In further features, the graph-based learning algorithm is based on a message-passing framework, where the message-passing framework is based on calculating hidden states for each token by accumulating weighted contributions of adjacent tokens, where each relation of the set of relations corresponds to a weight.
In further features, the contextualization layer includes a recurrent neural network. The recurrent neural network may be an encoder neural network employing bidirectional gated rectified units.
In further features, the recurrent neural network generates an intermediary representation of the sequence of tokens that is fed to a self-attention layer in the contextualization layer.
In further features, the graph convolutional neural network employs a history-of-word approach that employs the intermediary representation.
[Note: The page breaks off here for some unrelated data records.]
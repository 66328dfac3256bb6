// Integration tests for the HTTP surface

use actix_web::{http::StatusCode, test, web, App};
use ob_match::core::Ranker;
use ob_match::models::VulnerabilityWeights;
use ob_match::routes::{self, handle_json_payload_error, handle_query_payload_error, AppState};
use ob_match::services::{
    FeedbackStore, HospitalStore, RouteCache, RoutingClient, DEFAULT_ROUTING_ENDPOINT, SAMPLE_HOSPITALS_CSV,
};
use ob_match::core::ingest::DEFAULT_ENCODINGS;
use serde_json::{json, Value};
use std::path::PathBuf;
use std::sync::Arc;
use std::time::Duration;

fn temp_dataset(contents: &str) -> PathBuf {
    let path = std::env::temp_dir().join(format!("ob-match-it-{}.csv", uuid::Uuid::new_v4()));
    std::fs::write(&path, contents).unwrap();
    path
}

async fn test_state(path: &PathBuf) -> AppState {
    AppState {
        store: Arc::new(HospitalStore::new(path, DEFAULT_ENCODINGS.to_vec(), false)),
        feedback: Arc::new(FeedbackStore::in_memory().await.unwrap()),
        routing: Arc::new(
            RoutingClient::new(DEFAULT_ROUTING_ENDPOINT, None, Duration::from_secs(1))
                .unwrap()
                .with_cache(RouteCache::new(10, 60)),
        ),
        ranker: Ranker::with_default_weights(),
        vulnerability: VulnerabilityWeights::default(),
        default_top_n: 5,
        max_top_n: 100,
    }
}

macro_rules! app {
    ($state:expr) => {
        test::init_service(
            App::new()
                .app_data(web::Data::new($state))
                .app_data(web::JsonConfig::default().error_handler(handle_json_payload_error))
                .app_data(web::QueryConfig::default().error_handler(handle_query_payload_error))
                .configure(routes::configure_routes),
        )
        .await
    };
}

fn ids(body: &Value) -> Vec<String> {
    body["candidates"]
        .as_array()
        .unwrap()
        .iter()
        .map(|c| c["id"].as_str().unwrap().to_string())
        .collect()
}

#[actix_web::test]
async fn test_health_check() {
    let path = temp_dataset(SAMPLE_HOSPITALS_CSV);
    let app = app!(test_state(&path).await);

    let req = test::TestRequest::get().uri("/api/v1/health").to_request();
    let body: Value = test::call_and_read_body_json(&app, req).await;

    assert_eq!(body["status"], "healthy");
    assert_eq!(body["routingConfigured"], false);
    assert_eq!(body["routeCache"]["entries"], 0);
    std::fs::remove_file(path).ok();
}

#[actix_web::test]
async fn test_recommend_sample_dataset() {
    let path = temp_dataset(SAMPLE_HOSPITALS_CSV);
    let app = app!(test_state(&path).await);

    let req = test::TestRequest::post()
        .uri("/api/v1/hospitals/recommend")
        .set_json(json!({"lat": 37.5665, "lon": 126.978}))
        .to_request();
    let body: Value = test::call_and_read_body_json(&app, req).await;

    // H001 is co-located; H003 is not accepting and sinks to the bottom
    assert_eq!(ids(&body), vec!["H001", "H004", "H002", "H003"]);
    assert_eq!(body["candidates"][0]["distanceKm"], 0.0);
    assert_eq!(body["candidates"][0]["score"], 4.0);
    assert_eq!(body["rowsIn"], 4);
    assert_eq!(body["rowsDropped"], 0);
    assert_eq!(body["encoding"], "utf-8");
    assert_eq!(body["table"].as_array().unwrap().len(), 4);
    assert_eq!(body["markers"].as_array().unwrap().len(), 5);
    assert_eq!(body["markers"][0]["kind"], "user");
    std::fs::remove_file(path).ok();
}

#[actix_web::test]
async fn test_recommend_radius_and_top_n() {
    let path = temp_dataset(SAMPLE_HOSPITALS_CSV);
    let app = app!(test_state(&path).await);

    let req = test::TestRequest::post()
        .uri("/api/v1/hospitals/recommend")
        .set_json(json!({"lat": 37.5665, "lon": 126.978, "radiusKm": 5.0, "topN": 1}))
        .to_request();
    let body: Value = test::call_and_read_body_json(&app, req).await;

    assert_eq!(ids(&body), vec!["H001"]);
    assert_eq!(body["totalHospitals"], 4);
    std::fs::remove_file(path).ok();
}

#[actix_web::test]
async fn test_upload_radius_only_lists_every_hospital_inside() {
    let path = temp_dataset(SAMPLE_HOSPITALS_CSV);
    let app = app!(test_state(&path).await);

    // Ten hospitals, all well within 1 km of the user
    let mut csv = String::from("id,lat,lon\n");
    for i in 0..10 {
        csv.push_str(&format!("N{},{},126.978\n", i, 37.5665 + i as f64 * 0.0005));
    }

    let req = test::TestRequest::post()
        .uri("/api/v1/hospitals/upload?lat=37.5665&lon=126.978&radiusKm=10")
        .set_payload(csv)
        .to_request();
    let body: Value = test::call_and_read_body_json(&app, req).await;

    assert_eq!(body["candidates"].as_array().unwrap().len(), 10);
    assert_eq!(body["outsideRadius"], 0);
    std::fs::remove_file(path).ok();
}

#[actix_web::test]
async fn test_upload_rejects_nan_radius() {
    let path = temp_dataset(SAMPLE_HOSPITALS_CSV);
    let app = app!(test_state(&path).await);

    let req = test::TestRequest::post()
        .uri("/api/v1/hospitals/upload?lat=37.5665&lon=126.978&radiusKm=NaN")
        .set_payload(SAMPLE_HOSPITALS_CSV)
        .to_request();
    let resp = test::call_service(&app, req).await;
    assert_eq!(resp.status(), StatusCode::BAD_REQUEST);
    std::fs::remove_file(path).ok();
}

#[actix_web::test]
async fn test_recommend_rejects_invalid_position() {
    let path = temp_dataset(SAMPLE_HOSPITALS_CSV);
    let app = app!(test_state(&path).await);

    let req = test::TestRequest::post()
        .uri("/api/v1/hospitals/recommend")
        .set_json(json!({"lat": 120.0, "lon": 126.978}))
        .to_request();
    let resp = test::call_service(&app, req).await;
    assert_eq!(resp.status(), StatusCode::BAD_REQUEST);

    let req = test::TestRequest::post()
        .uri("/api/v1/hospitals/recommend")
        .insert_header(("content-type", "application/json"))
        .set_payload("{not json")
        .to_request();
    let resp = test::call_service(&app, req).await;
    assert_eq!(resp.status(), StatusCode::BAD_REQUEST);
    let body: Value = test::read_body_json(resp).await;
    assert_eq!(body["error"], "invalid_json");
    std::fs::remove_file(path).ok();
}

#[actix_web::test]
async fn test_recommend_csv_export() {
    let path = temp_dataset(SAMPLE_HOSPITALS_CSV);
    let app = app!(test_state(&path).await);

    let req = test::TestRequest::post()
        .uri("/api/v1/hospitals/recommend.csv")
        .set_json(json!({"lat": 37.5665, "lon": 126.978, "topN": 2}))
        .to_request();
    let resp = test::call_service(&app, req).await;
    assert_eq!(resp.status(), StatusCode::OK);
    assert!(resp.headers().get("content-type").unwrap().to_str().unwrap().starts_with("text/csv"));

    let body = test::read_body(resp).await;
    let text = std::str::from_utf8(&body).unwrap();
    let lines: Vec<&str> = text.lines().collect();
    assert_eq!(lines.len(), 3);
    assert!(lines[0].starts_with("rank,id,name,distanceKm,score"));
    assert!(lines[1].starts_with("1,H001,"));

    // Nothing within 1 km of Busan: header only
    let req = test::TestRequest::post()
        .uri("/api/v1/hospitals/recommend.csv")
        .set_json(json!({"lat": 35.1796, "lon": 129.0756, "radiusKm": 1.0}))
        .to_request();
    let body = test::call_and_read_body(&app, req).await;
    let text = std::str::from_utf8(&body).unwrap();
    assert_eq!(text.lines().count(), 1);
    assert!(text.starts_with("rank,id,name,distanceKm,score"));
    std::fs::remove_file(path).ok();
}

#[actix_web::test]
async fn test_upload_cp949_dataset() {
    let path = temp_dataset(SAMPLE_HOSPITALS_CSV);
    let app = app!(test_state(&path).await);

    let text = "기관명,병원위도,병원경도,대표전화\n성북모자병원,37.5891,127.0164,02-123-4567\n잘못된행,,127.0\n";
    let (bytes, _, _) = encoding_rs::EUC_KR.encode(text);

    let req = test::TestRequest::post()
        .uri("/api/v1/hospitals/upload?lat=37.5665&lon=126.978")
        .insert_header(("content-type", "text/csv"))
        .set_payload(bytes.into_owned())
        .to_request();
    let body: Value = test::call_and_read_body_json(&app, req).await;

    assert_eq!(body["encoding"], "cp949");
    assert_eq!(body["rowsIn"], 2);
    assert_eq!(body["rowsDropped"], 1);
    assert_eq!(body["candidates"][0]["name"], "성북모자병원");
    assert_eq!(body["table"][0]["telLink"], "tel:02-123-4567");
    std::fs::remove_file(path).ok();
}

#[actix_web::test]
async fn test_upload_without_coordinates_is_unprocessable() {
    let path = temp_dataset(SAMPLE_HOSPITALS_CSV);
    let app = app!(test_state(&path).await);

    let req = test::TestRequest::post()
        .uri("/api/v1/hospitals/upload?lat=37.5665&lon=126.978")
        .set_payload("name,tel\nA,02-000-0000\n")
        .to_request();
    let resp = test::call_service(&app, req).await;
    assert_eq!(resp.status(), StatusCode::UNPROCESSABLE_ENTITY);

    let body: Value = test::read_body_json(resp).await;
    assert_eq!(body["statusCode"], 422);
    std::fs::remove_file(path).ok();
}

#[actix_web::test]
async fn test_status_update_changes_ranking() {
    let path = temp_dataset(SAMPLE_HOSPITALS_CSV);
    let app = app!(test_state(&path).await);

    let req = test::TestRequest::put()
        .uri("/api/v1/hospitals/H001/status")
        .set_json(json!({"accepting": false}))
        .to_request();
    let body: Value = test::call_and_read_body_json(&app, req).await;
    assert_eq!(body["success"], true);

    let req = test::TestRequest::post()
        .uri("/api/v1/hospitals/recommend")
        .set_json(json!({"lat": 37.5665, "lon": 126.978}))
        .to_request();
    let body: Value = test::call_and_read_body_json(&app, req).await;
    assert_eq!(ids(&body)[0], "H004");

    let req = test::TestRequest::put()
        .uri("/api/v1/hospitals/H999/status")
        .set_json(json!({"waiting": 1}))
        .to_request();
    let resp = test::call_service(&app, req).await;
    assert_eq!(resp.status(), StatusCode::NOT_FOUND);
    std::fs::remove_file(path).ok();
}

#[actix_web::test]
async fn test_feedback_and_vulnerability_report() {
    let path = temp_dataset(SAMPLE_HOSPITALS_CSV);
    let app = app!(test_state(&path).await);

    for rating in [5, 3] {
        let req = test::TestRequest::post()
            .uri("/api/v1/feedback")
            .set_json(json!({"hospitalId": "H001", "rating": rating, "comment": "ok"}))
            .to_request();
        let body: Value = test::call_and_read_body_json(&app, req).await;
        assert_eq!(body["success"], true);
    }

    let req = test::TestRequest::post()
        .uri("/api/v1/feedback")
        .set_json(json!({"hospitalId": "H001", "rating": 6}))
        .to_request();
    let resp = test::call_service(&app, req).await;
    assert_eq!(resp.status(), StatusCode::BAD_REQUEST);

    let req = test::TestRequest::get().uri("/api/v1/feedback/summary").to_request();
    let body: Value = test::call_and_read_body_json(&app, req).await;
    assert_eq!(body[0]["hospitalId"], "H001");
    assert_eq!(body[0]["avgRating"], 4.0);
    assert_eq!(body[0]["count"], 2);

    let req = test::TestRequest::get().uri("/api/v1/feedback/H001?limit=1").to_request();
    let body: Value = test::call_and_read_body_json(&app, req).await;
    assert_eq!(body.as_array().unwrap().len(), 1);
    assert_eq!(body[0]["rating"], 3);

    let req = test::TestRequest::get().uri("/api/v1/reports/vulnerability").to_request();
    let body: Value = test::call_and_read_body_json(&app, req).await;
    let rows = body.as_array().unwrap();
    assert_eq!(rows.len(), 4);
    // H001: rating gap (5 - 4) * 5 + waiting 2 * 2
    assert_eq!(rows[0]["vulnerability"], 9.0);
    // H003: closed, no beds, no feedback: 50 + 25 + 20
    assert_eq!(rows[2]["vulnerability"], 95.0);

    let req = test::TestRequest::get().uri("/api/v1/reports/vulnerability.csv").to_request();
    let body = test::call_and_read_body(&app, req).await;
    assert_eq!(std::str::from_utf8(&body).unwrap().lines().count(), 5);
    std::fs::remove_file(path).ok();
}

#[actix_web::test]
async fn test_route_without_key_degrades() {
    let path = temp_dataset(SAMPLE_HOSPITALS_CSV);
    let app = app!(test_state(&path).await);

    let req = test::TestRequest::post()
        .uri("/api/v1/routes")
        .set_json(json!({
            "from": {"lat": 37.5665, "lon": 126.978},
            "to": {"lat": 37.5891, "lon": 127.0164}
        }))
        .to_request();
    let body: Value = test::call_and_read_body_json(&app, req).await;

    assert_eq!(body["available"], false);
    assert!(body["geometry"].is_null());
    assert!(body["reason"].as_str().unwrap().contains("not configured"));
    std::fs::remove_file(path).ok();
}

#[actix_web::test]
async fn test_missing_dataset_is_server_error() {
    let path = std::env::temp_dir().join(format!("ob-match-missing-{}.csv", uuid::Uuid::new_v4()));
    let app = app!(test_state(&path).await);

    let req = test::TestRequest::post()
        .uri("/api/v1/hospitals/recommend")
        .set_json(json!({"lat": 37.5665, "lon": 126.978}))
        .to_request();
    let resp = test::call_service(&app, req).await;
    assert_eq!(resp.status(), StatusCode::INTERNAL_SERVER_ERROR);
}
In further features, a method for entering information provided as a natural language sentence to a computing device is provided, the natural language sentence including a sequence of tokens. The method includes constructing a contextualized representation of the sequence of tokens by a recurrent neural network, processing an interaction matrix constructed from the contextualized representation by dimension-preserving convolution operators to generate output corresponding to a matrix, employing the matrix as a set of adjacency matrices in a graph convolutional neural network, and generating a label for each token in the sequence of tokens based on values of the last layer of the graph convolutional neural network.
In a feature, a system for entering information provided in a natural language sentence to a computing device is described. The natural language sentence includes a sequence of tokens. The system includes a processor and memory coupled to the processor, the memory including instructions executable by the processor implementing: a contextualization layer configured to generate a contextualized representation of the sequence of tokens; a dimension-preserving convolutional neural network configured to generate an output matrix from the contextualized representation; and a graph convolutional neural network configured to: use the matrix to form a set of adjacency matrices; and generate a label for each token in the sequence of tokens based on hidden states for that token in a last layer of the graph convolutional neural network.
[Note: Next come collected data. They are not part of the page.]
use crate::core::ingest::{TextEncoding, DEFAULT_ENCODINGS};
use crate::models::{PenaltyWeights, VulnerabilityWeights};
use crate::services::{DEFAULT_ROUTING_ENDPOINT, PLACEHOLDER_API_KEY};
use config::{Config, ConfigError, Environment, File};
use serde::Deserialize;
use std::path::Path;

/// Application configuration
#[derive(Debug, Clone, Default, Deserialize)]
pub struct Settings {
    #[serde(default)]
    pub server: ServerSettings,
    #[serde(default)]
    pub dataset: DatasetSettings,
    #[serde(default)]
    pub ranking: RankingSettings,
    #[serde(default)]
    pub scoring: ScoringSettings,
    #[serde(default)]
    pub routing: RoutingSettings,
    #[serde(default)]
    pub feedback: FeedbackSettings,
    #[serde(default)]
    pub logging: LoggingSettings,
}

#[derive(Debug, Clone, Deserialize)]
pub struct ServerSettings {
    #[serde(default = "default_host")]
    pub host: String,
    #[serde(default = "default_port")]
    pub port: u16,
    pub workers: Option<usize>,
}

impl Default for ServerSettings {
    fn default() -> Self {
        Self {
            host: default_host(),
            port: default_port(),
            workers: None,
        }
    }
}

fn default_host() -> String { "0.0.0.0".to_string() }
fn default_port() -> u16 { 8080 }

#[derive(Debug, Clone, Deserialize)]
pub struct DatasetSettings {
    #[serde(default = "default_dataset_path")]
    pub path: String,
    #[serde(default = "default_encodings")]
    pub encodings: Vec<TextEncoding>,
    #[serde(default = "default_true")]
    pub seed_sample: bool,
}

impl Default for DatasetSettings {
    fn default() -> Self {
        Self {
            path: default_dataset_path(),
            encodings: default_encodings(),
            seed_sample: true,
        }
    }
}

fn default_dataset_path() -> String { "data/hospitals.csv".to_string() }
fn default_encodings() -> Vec<TextEncoding> { DEFAULT_ENCODINGS.to_vec() }
fn default_true() -> bool { true }

#[derive(Debug, Clone, Deserialize)]
pub struct RankingSettings {
    #[serde(default = "default_top_n")]
    pub default_top_n: usize,
    #[serde(default = "default_max_top_n")]
    pub max_top_n: usize,
    /// Largest accepted upload body, in bytes
    #[serde(default = "default_max_upload_bytes")]
    pub max_upload_bytes: usize,
}

impl Default for RankingSettings {
    fn default() -> Self {
        Self {
            default_top_n: default_top_n(),
            max_top_n: default_max_top_n(),
            max_upload_bytes: default_max_upload_bytes(),
        }
    }
}

fn default_top_n() -> usize { 5 }
fn default_max_top_n() -> usize { 100 }
fn default_max_upload_bytes() -> usize { 10 * 1024 * 1024 }

#[derive(Debug, Clone, Default, Deserialize)]
pub struct ScoringSettings {
    #[serde(default)]
    pub penalties: PenaltiesConfig,
    #[serde(default)]
    pub vulnerability: VulnerabilityConfig,
}

#[derive(Debug, Clone, Deserialize)]
pub struct PenaltiesConfig {
    #[serde(default = "default_not_accepting_penalty")]
    pub not_accepting: f64,
    #[serde(default = "default_missing_resource_penalty")]
    pub missing_resource: f64,
    #[serde(default = "default_waiting_weight")]
    pub waiting_weight: f64,
}

impl Default for PenaltiesConfig {
    fn default() -> Self {
        Self {
            not_accepting: default_not_accepting_penalty(),
            missing_resource: default_missing_resource_penalty(),
            waiting_weight: default_waiting_weight(),
        }
    }
}

impl From<&PenaltiesConfig> for PenaltyWeights {
    fn from(config: &PenaltiesConfig) -> Self {
        Self {
            not_accepting: config.not_accepting,
            missing_resource: config.missing_resource,
            waiting_weight: config.waiting_weight,
        }
    }
}

fn default_not_accepting_penalty() -> f64 { 1000.0 }
fn default_missing_resource_penalty() -> f64 { 20.0 }
fn default_waiting_weight() -> f64 { 2.0 }

#[derive(Debug, Clone, Deserialize)]
pub struct VulnerabilityConfig {
    #[serde(default = "default_vulnerability_not_accepting")]
    pub not_accepting: f64,
    #[serde(default = "default_vulnerability_rating_gap")]
    pub rating_gap: f64,
    #[serde(default = "default_missing_resource_penalty")]
    pub missing_resource: f64,
    #[serde(default = "default_waiting_weight")]
    pub waiting_weight: f64,
}

impl Default for VulnerabilityConfig {
    fn default() -> Self {
        Self {
            not_accepting: default_vulnerability_not_accepting(),
            rating_gap: default_vulnerability_rating_gap(),
            missing_resource: default_missing_resource_penalty(),
            waiting_weight: default_waiting_weight(),
        }
    }
}

impl From<&VulnerabilityConfig> for VulnerabilityWeights {
    fn from(config: &VulnerabilityConfig) -> Self {
        Self {
            not_accepting: config.not_accepting,
            rating_gap: config.rating_gap,
            missing_resource: config.missing_resource,
            waiting_weight: config.waiting_weight,
        }
    }
}

fn default_vulnerability_not_accepting() -> f64 { 50.0 }
fn default_vulnerability_rating_gap() -> f64 { 5.0 }

#[derive(Debug, Clone, Deserialize)]
pub struct RoutingSettings {
    #[serde(default = "default_routing_endpoint")]
    pub endpoint: String,
    pub api_key: Option<String>,
    #[serde(default = "default_routing_timeout")]
    pub timeout_secs: u64,
    #[serde(default = "default_route_cache_size")]
    pub cache_size: u64,
    #[serde(default = "default_route_cache_ttl")]
    pub cache_ttl_secs: u64,
}

impl Default for RoutingSettings {
    fn default() -> Self {
        Self {
            endpoint: default_routing_endpoint(),
            api_key: None,
            timeout_secs: default_routing_timeout(),
            cache_size: default_route_cache_size(),
            cache_ttl_secs: default_route_cache_ttl(),
        }
    }
}

fn default_routing_endpoint() -> String { DEFAULT_ROUTING_ENDPOINT.to_string() }
fn default_routing_timeout() -> u64 { 5 }
fn default_route_cache_size() -> u64 { 1000 }
fn default_route_cache_ttl() -> u64 { 600 }

#[derive(Debug, Clone, Deserialize)]
pub struct FeedbackSettings {
    #[serde(default = "default_feedback_url")]
    pub database_url: String,
    pub max_connections: Option<u32>,
}

impl Default for FeedbackSettings {
    fn default() -> Self {
        Self {
            database_url: default_feedback_url(),
            max_connections: None,
        }
    }
}

fn default_feedback_url() -> String { "sqlite://hospital_feedback.db".to_string() }

#[derive(Debug, Clone, Deserialize)]
pub struct LoggingSettings {
    #[serde(default = "default_log_level")]
    pub level: String,
    #[serde(default = "default_log_format")]
    pub format: String,
}

impl Default for LoggingSettings {
    fn default() -> Self {
        Self {
            level: default_log_level(),
            format: default_log_format(),
        }
    }
}

fn default_log_level() -> String { "info".to_string() }
fn default_log_format() -> String { "json".to_string() }

impl Settings {
    /// Load configuration from file and environment variables
    ///
    /// Configuration is loaded in the following order (later overrides earlier):
    /// 1. Default values in the struct
    /// 2. Configuration file (config/default.toml)
    /// 3. Local overrides (config/local.toml)
    /// 4. Environment variables (prefixed with OBMATCH_)
    pub fn load() -> Result<Self, ConfigError> {
        let mut settings = Config::builder()
            .add_source(File::with_name("config/default").required(false))
            .add_source(File::with_name("config/local").required(false))
            // e.g., OBMATCH__SERVER__PORT -> server.port
            .add_source(
                Environment::with_prefix("OBMATCH")
                    .prefix_separator("__")
                    .separator("__")
                    .try_parsing(true),
            )
            .build()?;

        settings = substitute_env_vars(settings)?;

        let settings: Settings = settings.try_deserialize()?;
        settings.validate()?;
        Ok(settings)
    }

    /// Load configuration from a custom path
    pub fn load_from<P: AsRef<Path>>(path: P) -> Result<Self, ConfigError> {
        let settings = Config::builder()
            .add_source(File::from(path.as_ref()))
            .add_source(
                Environment::with_prefix("OBMATCH")
                    .prefix_separator("__")
                    .separator("__")
                    .try_parsing(true),
            )
            .build()?;

        let settings: Settings = settings.try_deserialize()?;
        settings.validate()?;
        Ok(settings)
    }

    /// Reject settings that would break ranking invariants
    pub fn validate(&self) -> Result<(), ConfigError> {
        let penalties = &self.scoring.penalties;
        let weights = [
            ("scoring.penalties.not_accepting", penalties.not_accepting),
            ("scoring.penalties.missing_resource", penalties.missing_resource),
            ("scoring.penalties.waiting_weight", penalties.waiting_weight),
        ];
        for (key, value) in weights {
            if !value.is_finite() || value < 0.0 {
                return Err(ConfigError::Message(format!(
                    "{} must be a non-negative number, got {}",
                    key, value
                )));
            }
        }

        if self.ranking.max_top_n == 0 {
            return Err(ConfigError::Message("ranking.max_top_n must be at least 1".into()));
        }
        if self.dataset.encodings.is_empty() {
            return Err(ConfigError::Message("dataset.encodings must not be empty".into()));
        }

        Ok(())
    }

    /// Routing key, ignoring the sample placeholder
    pub fn routing_api_key(&self) -> Option<String> {
        self.routing
            .api_key
            .clone()
            .filter(|k| !k.trim().is_empty() && k != PLACEHOLDER_API_KEY)
    }
}

/// Apply the conventional, unprefixed environment variables
///
/// `ORS_API_KEY` sets the routing key and `FEEDBACK_DATABASE_URL` the
/// feedback database, taking precedence over files and prefixed variables.
fn substitute_env_vars(settings: Config) -> Result<Config, ConfigError> {
    use std::env;

    let mut builder = Config::builder().add_source(settings);

    if let Ok(api_key) = env::var("ORS_API_KEY") {
        builder = builder.set_override("routing.api_key", api_key)?;
    }
    if let Ok(database_url) = env::var("FEEDBACK_DATABASE_URL") {
        builder = builder.set_override("feedback.database_url", database_url)?;
    }

    builder.build()
}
In further features, a database interface is configured to enter a token from the sequence of tokens into a database and including the label of the token as a key, where the graph convolutional neural network is configured to execute a graph-based learning algorithm trained to locate, in the sequence of tokens, tokens that correspond to respective labels in a set of predetermined labels.
In further features, a form interface is configured to enter, into a field of a form, a token from the sequence of tokens, wherein the label of the token identifies the field, where the graph convolutional neural network is configured to execute a graph-based learning algorithm trained to tag tokens of the sequence of tokens with labels.
In further features, the graph convolutional neural network includes a plurality of dimension-preserving convolution operators including one of (a) a 1×1 convolution layer and (b) a 3×3 convolution layer with a padding of one.
In further features, the graph convolutional neural network includes a plurality of dimension-preserving convolution operators including a plurality of DenseNet blocks.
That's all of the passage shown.